Surveillance without warrant
Finally, the Surveillance Devices Bill 2004, currently before the Australian Parliament, will allow, in certain circumstances, law enforcement officers to conduct surveillance without a warrant. Furthermore, the range of offences for which surveillance, with or without warrant, can be conducted is extended. Once again, this curtailment of accountability of the actions of government agencies is a further undermining of the rule of law.

It is appropriate that in any democratic society, parliament should act as the principal carrier of its citizens’ civil liberties and the first court of human rights. Yet the reality in Australia is that the proposals contained in the ATB are little to do with the protection of fundamental freedoms and more to do with protecting the political interests of parties in a country where politicians and the media have encouraged the public’s perception that such measures are a necessity to curb terrorism. Yet far from these measures being effective in the fight against terrorism they can be counter-productive. Their impact will be to create feelings of mistrust within Muslim communities, which in turn could fuel extremism.
One thing is clear – even without the measures contained in the ATB, Australia already has wide ranging powers to combat terrorism. These existing measures together with the provisions of the ordinary criminal law are sufficient, as we have seen, to provide police with the powers to protect citizens. It thus seems that the ATB is merely another grab for increased power and creates a twin track criminal justice system where suspects accused of terrorist offences have fewer rights and correspondingly fewer safeguards than those present in the ordinary criminal law. It is difficult to reconcile this with the notion that Australia is a protector of international human rights and upholder of aspirations contained in the UDHR that ‘[a]ll men are born free and equal in dignity and rights’. It is important to remember that state authorities are not infallible and that all systems must have in-built safeguards. As soon as these safeguards begin to suffer from erosion the first casualty will be the civil liberties of all citizens. The reality is that terrorism will never be eradicated completely, but it is imperative that any action taken to curb it does not represent a more extreme curtailment of the rights of individuals than it seeks to prevent.


  1. See e.g. Liberty, Anti-Terrorism Legislation in the United Kingdom and the Human Rights concerns arising from it, March 2003; and Human Rights Watch, World Report 2004.
  2. E.g. the offences contained in the federal Criminal Code were updated; and the Security Legislation Amendment (Terrorism) Act 2002 introduced a further series of offences relating to terrorist activities.
  3. See Internment: the truth behind the ‘war on terror’, Liberty Lecture by Gareth Pierce on 15 December 2003 at the LSE, London,
  4. According to A.5 ECHR, ‘Everyone has the right to liberty and security of person’, and further, anyone deprived of his liberty ‘shall be entitled to take proceedings by which the lawfulness of his detention shall be decided speedily by a court and his release ordered if the detention is not lawful’ (A.5(4)).

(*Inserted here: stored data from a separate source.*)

//! Error types for the recast engine.
//!
//! This module defines the error types used throughout the specialization
//! pipeline, from IR parsing through JIT materialization.

use crate::jit::JitError;
use std::error::Error;
use std::fmt;

/// Main error type for the recast engine.
///
/// Every failing operation reports one of these; the engine recovers locally
/// and stays usable afterwards.
#[derive(Debug, Clone, PartialEq, Eq)]
pub enum RecastError {
    /// Errors encountered during IR parsing.
    ParsingError(String),
    /// No function matched a demangled-signature query.
    NotFound(String),
    /// A binding key matched neither a parameter nor a foldable stack slot.
    UnsupportedBinding(String),
    /// The module failed structural verification.
    VerifierError(String),
    /// Errors during JIT lowering, submission, or symbol lookup.
    JitError(String),
    /// I/O errors when reading IR files.
    IoError(String),
    /// Internal errors indicating bugs in the engine.
    InternalError(String),
}

impl fmt::Display for RecastError {
    fn fmt(&self, f: &mut fmt::Formatter<'_>) -> fmt::Result {
        match self {
            RecastError::ParsingError(msg) => write!(f, "Parsing Error: {}", msg),
            RecastError::NotFound(msg) => write!(f, "Function not found: {}", msg),
            RecastError::UnsupportedBinding(msg) => write!(f, "Unsupported binding: {}", msg),
            RecastError::VerifierError(msg) => write!(f, "Verifier Error: {}", msg),
            RecastError::JitError(msg) => write!(f, "JIT Error: {}", msg),
            RecastError::IoError(msg) => write!(f, "IO Error: {}", msg),
            RecastError::InternalError(msg) => write!(f, "Internal Error: {}", msg),
        }
    }
}

impl Error for RecastError {}

impl From<std::io::Error> for RecastError {
    fn from(err: std::io::Error) -> Self {
        RecastError::IoError(err.to_string())
    }
}

impl From<JitError> for RecastError {
    fn from(err: JitError) -> Self {
        RecastError::JitError(err.to_string())
    }
}

pub type Result<T> = std::result::Result<T, RecastError>;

  5. See General Comment No.15.
  6. The broad statutory definition contained in the Criminal Code Act s.100.1 can cover at its margins certain types of industrial action such as picketing. The definition excludes industrial action, but picketing has been found not to be industrial action under the Workplace Relations Act 1996.
  7. In the UK, Part II of the Terrorism Act 2000 is concerned with proscribed organisations. The Secretary of State may proscribe an organisation if he believes it engages in acts of terrorism, although it is enough for a group to promote and encourage terrorism to fall within the section.